Getting To The Point Of The World Baseball Classic

The next three weeks of spring baseball will be different than it is in most years. Instead of the usual mixture of spring warm-up games scattered through Florida and Arizona, the World Baseball Classic takes the sport out of team allegiance and wraps some of the best players in the world in their flags instead. Over the next three weeks, games will start in Taiwan and Japan and culminate in a winner-takes-all championship in San Francisco. What will be revealed is that baseball has a very strong presence around the world, as well as the fact that Major League Baseball is far from the only place that good baseball is being played.

Sixteen teams will take to the field for this year’s Classic, with many hailing from places that aren’t associated usually with baseball. The competitors in this third installment includes Australia, Brazil, China, Chinese Taipei, Cuba, Dominican Republic, Italy, Japan, the Netherlands, Korea, Mexico, Puerto Rico, Spain, Venezuela, Canada and finally, the United States.

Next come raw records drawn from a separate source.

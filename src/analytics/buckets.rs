//! Time bucketing: fixed weekly day-ranges within a month and per-month
//! buckets across a multi-month range.

use time::{Date, Month};

use crate::{
    analytics::period::{last_day_of_month, next_month},
    locale,
    models::Transaction,
};

/// A labelled, summed group of transactions.
#[derive(Debug, Clone, PartialEq)]
pub struct Bucket {
    /// The axis label, e.g. "8-14" or "Бер".
    pub label: String,
    /// The sum of transaction amounts assigned to the bucket.
    pub total: f64,
}

/// Partition one month's transactions into the fixed four day-range buckets:
/// days 1-7, 8-14, 15-21 and 22 to the end of the month.
///
/// Labels carry the numeric day range with the upper bound clamped to the
/// month's actual day count, e.g. `"22-28"` in February. The last bucket
/// absorbs all remaining days regardless of month length. Callers pass the
/// transactions already filtered to the month.
pub fn weekly_buckets(transactions: &[&Transaction], year: i32, month: Month) -> Vec<Bucket> {
    let days_in_month = last_day_of_month(year, month);

    let mut buckets = vec![
        Bucket {
            label: format!("1-{}", days_in_month.min(7)),
            total: 0.0,
        },
        Bucket {
            label: format!("8-{}", days_in_month.clamp(8, 14)),
            total: 0.0,
        },
        Bucket {
            label: format!("15-{}", days_in_month.clamp(15, 21)),
            total: 0.0,
        },
        Bucket {
            label: format!("22-{}", days_in_month.max(22)),
            total: 0.0,
        },
    ];

    for transaction in transactions {
        let index = match transaction.date().day() {
            1..=7 => 0,
            8..=14 => 1,
            15..=21 => 2,
            _ => 3,
        };
        buckets[index].total += transaction.amount();
    }

    buckets
}

/// Build one bucket per calendar month in `[start, end]` inclusive, labelled
/// with the abbreviated month name.
///
/// Each transaction lands in the bucket at index
/// `(year - start_year) * 12 + (month - start_month)`; transactions outside
/// the range are dropped silently. An end before the start yields no buckets.
pub fn monthly_buckets(transactions: &[&Transaction], start: Date, end: Date) -> Vec<Bucket> {
    let bucket_count = (end.year() - start.year()) * 12
        + (end.month() as i32 - start.month() as i32)
        + 1;
    if bucket_count <= 0 {
        return Vec::new();
    }

    let mut buckets = Vec::with_capacity(bucket_count as usize);
    let (mut year, mut month) = (start.year(), start.month());
    for _ in 0..bucket_count {
        buckets.push(Bucket {
            label: locale::month_abbrev(month).to_owned(),
            total: 0.0,
        });
        (year, month) = next_month(year, month);
    }

    for transaction in transactions {
        let index = (transaction.date().year() - start.year()) * 12
            + (transaction.date().month() as i32 - start.month() as i32);
        if (0..bucket_count).contains(&index) {
            buckets[index as usize].total += transaction.amount();
        }
    }

    buckets
}

#[cfg(test)]
mod bucket_tests {
    use time::{Month, macros::date};

    use super::{monthly_buckets, weekly_buckets};
    use crate::models::{Category, NewTransaction, Transaction, UserId};

    fn transaction(amount: f64, date: time::Date) -> Transaction {
        Transaction::from_new(
            NewTransaction {
                title: "test".to_owned(),
                amount,
                date: Some(date),
                is_income: false,
                category: Category::new("Їжа", "🍔", "#FF5252"),
                note: None,
                user_id: UserId::new("a"),
            },
            date,
        )
    }

    fn labels(buckets: &[super::Bucket]) -> Vec<&str> {
        buckets.iter().map(|bucket| bucket.label.as_str()).collect()
    }

    #[test]
    fn weekly_labels_clamp_to_a_30_day_month() {
        let buckets = weekly_buckets(&[], 2024, Month::April);

        assert_eq!(labels(&buckets), vec!["1-7", "8-14", "15-21", "22-30"]);
    }

    #[test]
    fn weekly_labels_clamp_to_a_28_day_month() {
        let buckets = weekly_buckets(&[], 2025, Month::February);

        assert_eq!(labels(&buckets), vec!["1-7", "8-14", "15-21", "22-28"]);
    }

    #[test]
    fn weekly_labels_cover_a_31_day_month() {
        let buckets = weekly_buckets(&[], 2025, Month::January);

        assert_eq!(labels(&buckets), vec!["1-7", "8-14", "15-21", "22-31"]);
    }

    #[test]
    fn weekly_buckets_sum_to_the_month_total() {
        let transactions = vec![
            transaction(10.0, date!(2025 - 01 - 01)),
            transaction(20.0, date!(2025 - 01 - 07)),
            transaction(30.0, date!(2025 - 01 - 14)),
            transaction(40.0, date!(2025 - 01 - 21)),
            transaction(50.0, date!(2025 - 01 - 31)),
        ];
        let refs: Vec<&Transaction> = transactions.iter().collect();

        let buckets = weekly_buckets(&refs, 2025, Month::January);

        assert_eq!(buckets[0].total, 30.0);
        assert_eq!(buckets[1].total, 30.0);
        assert_eq!(buckets[2].total, 40.0);
        assert_eq!(buckets[3].total, 50.0);

        let total: f64 = buckets.iter().map(|bucket| bucket.total).sum();
        assert_eq!(total, 150.0);
    }

    #[test]
    fn monthly_buckets_span_the_range_in_order() {
        let transactions = vec![
            transaction(100.0, date!(2025 - 01 - 15)),
            transaction(200.0, date!(2025 - 02 - 10)),
        ];
        let refs: Vec<&Transaction> = transactions.iter().collect();

        let buckets = monthly_buckets(&refs, date!(2025 - 01 - 01), date!(2025 - 03 - 31));

        assert_eq!(labels(&buckets), vec!["Січ", "Лют", "Бер"]);
        assert_eq!(buckets[0].total, 100.0);
        assert_eq!(buckets[1].total, 200.0);
        assert_eq!(buckets[2].total, 0.0);
    }

    #[test]
    fn monthly_buckets_drop_out_of_range_transactions() {
        let transactions = vec![
            transaction(100.0, date!(2024 - 12 - 31)),
            transaction(200.0, date!(2025 - 04 - 01)),
            transaction(50.0, date!(2025 - 02 - 01)),
        ];
        let refs: Vec<&Transaction> = transactions.iter().collect();

        let buckets = monthly_buckets(&refs, date!(2025 - 01 - 01), date!(2025 - 03 - 31));

        let total: f64 = buckets.iter().map(|bucket| bucket.total).sum();
        assert_eq!(total, 50.0);
    }

    #[test]
    fn monthly_buckets_cross_year_boundaries() {
        let transactions = vec![transaction(75.0, date!(2025 - 01 - 05))];
        let refs: Vec<&Transaction> = transactions.iter().collect();

        let buckets = monthly_buckets(&refs, date!(2024 - 11 - 01), date!(2025 - 01 - 31));

        assert_eq!(labels(&buckets), vec!["Лис", "Гру", "Січ"]);
        assert_eq!(buckets[2].total, 75.0);
    }

    #[test]
    fn monthly_buckets_with_inverted_range_are_empty() {
        let buckets = monthly_buckets(&[], date!(2025 - 03 - 01), date!(2025 - 01 - 31));

        assert!(buckets.is_empty());
    }
}
//! tinylisp - a minimal Lisp with fexpr macros and a tail-calling evaluator
//!
//! Source text is scanned and parsed into S-expression trees ([`parser`]),
//! which a [`Program`](evaluator::Program) evaluates one top-level form at a
//! time. The language is deliberately small:
//!
//! ```text
//! (def square (lambda (x) (* x x)))
//! (square 12)                      ; 144
//! (def twice (macro (e) (q (e e))))
//! (if (< 1 2) "yes" (/ 1 0))       ; "yes" - the untaken branch never runs
//! ```
//!
//! ## Evaluation model
//!
//! - **Tail calls** into user functions are a state update of the evaluator
//!   loop, not a native call, so tail recursion runs in constant stack.
//! - **Macros** receive their arguments unevaluated and expand by symbol
//!   substitution; `if` and `eval` are resolved in the same loop.
//! - **Scoping** has two levels: the innermost local frame and the global
//!   table. Functions close over nothing implicitly; a function carries an
//!   explicit list of `(name value)` pairs instead.
//! - **Errors** never end a session: a faulting top-level form reports a
//!   diagnostic and evaluates to nil.
//!
//! ## Modules
//!
//! - `ast`: the value model, truthiness, equality and unparsing
//! - `parser`: scanner and parser for source text
//! - `evaluator`: the program context, trampoline, scopes, binder and resolver
//! - `builtinops`: the builtin registry
//! - `modules`: module path resolution and the loaded-module registry
//! - `diagnostics`: non-fatal error and warning reporting

use thiserror::Error;

/// Maximum depth of native (non-tail) evaluation recursion.
///
/// Arguments, `if` conditions and call heads are evaluated recursively;
/// only calls in tail position are free. Programs that nest deeper than this
/// fail with [`Error::RecursionLimitExceeded`].
pub const MAX_EVAL_DEPTH: usize = 10_000;

/// Maximum nesting depth of lists and callables.
///
/// The parser drops deeper expressions with an error diagnostic, and a
/// builtin, macro expansion or argument list that would build a deeper value
/// fails with [`Error::NestingLimitExceeded`]. Values are walked recursively
/// when they are printed, compared and dropped.
pub const MAX_NESTING_DEPTH: usize = 1_000;

/// Prompt shown by the interactive session
pub const PROMPT: &str = "tl> ";

/// Evaluation errors.
///
/// Every error is local to the top-level form that raised it: the form
/// evaluates to nil and the session continues.
#[derive(Debug, Clone, PartialEq, Eq, Error)]
pub enum Error {
    #[error("{0} is not defined")]
    UnboundName(String),

    #[error("{callee} takes {expected} arguments, got {got}")]
    ArityError {
        callee: String,
        expected: String,
        got: usize,
    },

    /// Malformed parameter list or environment pair
    #[error("{0}")]
    BindingError(String),

    #[error("{0} is not a function or macro")]
    NotCallable(String),

    #[error("{0}")]
    TypeMismatch(String),

    /// A top-level-only or REPL-only builtin used outside its context
    #[error("{name} {restriction}")]
    CallContextError {
        name: String,
        restriction: &'static str,
    },

    #[error("division by zero")]
    DivisionByZero,

    #[error("mod by zero")]
    ModByZero,

    #[error("recursion depth exceeded. How could you forget to use tail calls?!")]
    RecursionLimitExceeded,

    #[error("maximum nesting depth exceeded")]
    NestingLimitExceeded,

    #[error("calculation interrupted by user.")]
    UserInterrupt,

    #[error("name {0} already in use")]
    NameInUse(String),

    #[error("could not load {module} from {directory}")]
    LoadError { module: String, directory: String },
}

impl Error {
    /// Create an ArityError for a user-defined callable
    pub fn arity_error(expected: usize, got: usize) -> Self {
        Error::ArityError {
            callee: "function".to_owned(),
            expected: expected.to_string(),
            got,
        }
    }

    pub(crate) fn type_mismatch(message: impl Into<String>) -> Self {
        Error::TypeMismatch(message.into())
    }
}

pub mod ast;
pub mod builtinops;
pub mod diagnostics;
pub mod evaluator;
pub mod modules;
pub mod parser;
mod stack;

pub use ast::Value;
pub use evaluator::{Options, Program};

Since 2008, when baseball was removed from the Summer Olympic Games, the WBC has been the only chance to truly see players divided up by national allegiance. MLB has been heavily involved in the organization of the tournament, but the participants come from all over the world, ranging from international professionals to MLB minor leaguers and collegiate players. This is an expectedly diverse gathering of players, and results of this have been varied. Some countries send the very best of their best, while others have featured talented rosters but nothing that would be up to the level of a true “Dream Team.”

The general assumption would be that the United States, Dominican Republic or Puerto Rico would be the dominant forces in the game, as they populate the MLB with the most talent. However, it has been Japan that has won both WBC tournaments thus far. And while there has been some contention that many countries' best players haven’t gone (especially in the case of the United States), there’s no reason to degrade the quality of the wins the Japanese have pulled down; they’re legit and the victories have proved to be a springboard to send more Japanese players to the MLB. Nobody had heard of Daisuke Matsuzaka before 2006, but after posting a WBC-best 3 wins and 13 perfect innings, everybody heard about the $51 million the Boston Red Sox put up just to speak with him after he won the tournament’s MVP, an honor he also repeated with in Japan’s 2009 victory.

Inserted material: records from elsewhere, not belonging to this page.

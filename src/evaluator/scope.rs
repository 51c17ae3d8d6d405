//! Two-level name resolution: the innermost local frame, then the global
//! table. Outer frames stay on the stack but are never consulted.

use std::collections::HashMap;

use crate::Error;
use crate::ast::Value;
use crate::builtinops::get_builtin_ops;

/// Local bindings of one function or macro invocation
pub type Frame = HashMap<String, Value>;

#[derive(Debug, Clone)]
pub struct Scope {
    globals: HashMap<String, Value>,
    frames: Vec<Frame>,
}

impl Scope {
    /// Globals pre-populated with every builtin, and one empty top-level frame
    pub fn new() -> Self {
        let globals = get_builtin_ops()
            .iter()
            .map(|op| (op.name.to_owned(), Value::Builtin(op)))
            .collect();
        Scope {
            globals,
            frames: vec![Frame::new()],
        }
    }

    pub fn lookup(&self, name: &str) -> Result<Value, Error> {
        self.frames
            .last()
            .and_then(|frame| frame.get(name))
            .or_else(|| self.globals.get(name))
            .cloned()
            .ok_or_else(|| Error::UnboundName(name.to_owned()))
    }

    pub fn is_global(&self, name: &str) -> bool {
        self.globals.contains_key(name)
    }

    pub fn global(&self, name: &str) -> Option<&Value> {
        self.globals.get(name)
    }

    /// Bind a global name, replacing any previous binding
    pub fn define_global(&mut self, name: String, value: Value) {
        self.globals.insert(name, value);
    }

    pub(crate) fn push_frame(&mut self, frame: Frame) {
        tracing::trace!(depth = self.frames.len(), bindings = frame.len(), "push frame");
        self.frames.push(frame);
    }

    pub(crate) fn pop_frame(&mut self) {
        // The base frame is never popped
        if self.frames.len() > 1 {
            self.frames.pop();
        }
        tracing::trace!(depth = self.frames.len(), "pop frame");
    }

    pub fn frame_depth(&self) -> usize {
        self.frames.len()
    }

    /// The innermost frame's bindings, sorted by name
    pub fn current_bindings(&self) -> Vec<(String, Value)> {
        let mut bindings: Vec<_> = self
            .frames
            .last()
            .map(|frame| {
                frame
                    .iter()
                    .map(|(name, value)| (name.clone(), value.clone()))
                    .collect()
            })
            .unwrap_or_default();
        bindings.sort_by(|a, b| a.0.cmp(&b.0));
        bindings
    }

    pub fn global_names(&self) -> Vec<&str> {
        let mut names: Vec<&str> = self.globals.keys().map(String::as_str).collect();
        names.sort_unstable();
        names
    }
}

impl Default for Scope {
    fn default() -> Self {
        Self::new()
    }
}
use std::io::{self, IsTerminal, Read};
use std::panic;
use std::path::PathBuf;
use std::process;
use std::sync::atomic::Ordering;

use clap::Parser as ClapParser;
use rustyline::DefaultEditor;
use rustyline::error::ReadlineError;
use tracing_subscriber::{EnvFilter, fmt, prelude::*};

use tinylisp::{Options, PROMPT, Program};

#[derive(ClapParser)]
#[command(name = "tl", about = "The tinylisp interpreter")]
struct Cli {
    /// Program to run. Without it, starts a REPL, or runs stdin when piped
    file: Option<PathBuf>,
    /// Do not load the core library
    #[arg(long)]
    no_library: bool,
    /// Log evaluation steps to stderr
    #[arg(long)]
    debug: bool,
}

fn init_tracing(debug: bool) {
    let filter = if debug {
        EnvFilter::new("tinylisp=debug")
    } else {
        EnvFilter::try_from_default_env().unwrap_or_else(|_| EnvFilter::new("warn"))
    };
    tracing_subscriber::registry()
        .with(fmt::layer().with_writer(io::stderr).with_target(false))
        .with(filter)
        .init();
}

fn main() {
    let cli = Cli::parse();
    init_tracing(cli.debug);

    let result = panic::catch_unwind(|| run(cli));

    match result {
        Ok(code) => process::exit(code),
        Err(panic_info) => {
            eprintln!("The interpreter encountered an unexpected error and must exit.");

            if let Some(msg) = panic_info.downcast_ref::<&str>() {
                eprintln!("Error: {msg}");
            } else if let Some(msg) = panic_info.downcast_ref::<String>() {
                eprintln!("Error: {msg}");
            } else {
                eprintln!("Error: Unknown panic occurred");
            }

            process::exit(1);
        }
    }
}

fn run(cli: Cli) -> i32 {
    let options = Options {
        library: !cli.no_library,
        ..Options::default()
    };

    if let Some(path) = cli.file {
        let mut program = Program::new(options);
        install_interrupt_handler(&program);
        return match program.run_file(&path) {
            Ok(_) => 0,
            Err(err) => {
                eprintln!("Error: {err}");
                1
            }
        };
    }

    if io::stdin().is_terminal() {
        return run_repl(Options {
            repl: true,
            ..options
        });
    }

    // Piped input is a program
    let mut code = String::new();
    if let Err(err) = io::stdin().read_to_string(&mut code) {
        eprintln!("Error: could not read standard input: {err}");
        return 1;
    }
    let mut program = Program::new(options);
    install_interrupt_handler(&program);
    program.execute(&code);
    0
}

/// Ctrl-C during evaluation aborts the current top-level form
fn install_interrupt_handler(program: &Program) {
    let flag = program.interrupt_flag();
    if let Err(err) = ctrlc::set_handler(move || flag.store(true, Ordering::SeqCst)) {
        tracing::warn!(%err, "could not install Ctrl-C handler");
    }
}

fn run_repl(options: Options) -> i32 {
    println!("(tinylisp)");
    println!("Type (help) for information");

    let mut editor = match DefaultEditor::new() {
        Ok(editor) => editor,
        Err(err) => {
            eprintln!("Error: could not initialize REPL: {err}");
            return 1;
        }
    };
    let mut program = Program::new(options);
    install_interrupt_handler(&program);
    let interrupt = program.interrupt_flag();

    loop {
        match editor.readline(PROMPT) {
            Ok(line) => {
                if !line.trim().is_empty() {
                    let _ = editor.add_history_entry(line.as_str());
                }
                // Discard a Ctrl-C that arrived while idle
                interrupt.store(false, Ordering::SeqCst);
                if let Some(value) = program.execute(&line) {
                    program.set_global("_", value);
                }
                // Already echoed to stderr
                program.take_diagnostics();
                if program.quit_requested() {
                    break;
                }
            }
            Err(ReadlineError::Eof | ReadlineError::Interrupted) => break,
            Err(err) => {
                eprintln!("Error: {err}");
                break;
            }
        }
    }

    println!("Bye!");
    0
}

In the previous two tournaments, Japan sent the best Japanese players alive, and generally that’s what the majority of participants do. But the argument has been made that until the United States does, the WBC will still never live up to its full potential. However, the U.S. still feels that baseball belongs to them; it’s the national pastime and it originated here. This year’s WBC could prove to be a turning point, because a USA Baseball senior team roster that will send David Wright, Ryan Braun, Mark Teixeira and R.A. Dickey is one that has strong potential to advance the home of baseball to its first finals in the brief history of the event.

For a sport that has struggled with relevancy and legitimacy on a local level in the U.S., the WBC is refreshing in a way. There’s nothing that wakes up the internal competitor in an athlete like representing his or her country. For teams like the United States, Japan, Cuba and the Dominican Republic, the push to prove they are the best ballplayers in the world is major, and this is the chance to prove it heads up against each other. On the other hand, there are the underdogs who want their shot, teams like the Netherlands, who pulled off the surprise victory of the ’09 WBC when they knocked the MLB-heavy Dominican squad from the tournament … with only two players with MLB experience in their lineup. There’s a ton of different dynamics coming to head this month, and the time is now for the game to take the lead over the league it comes from.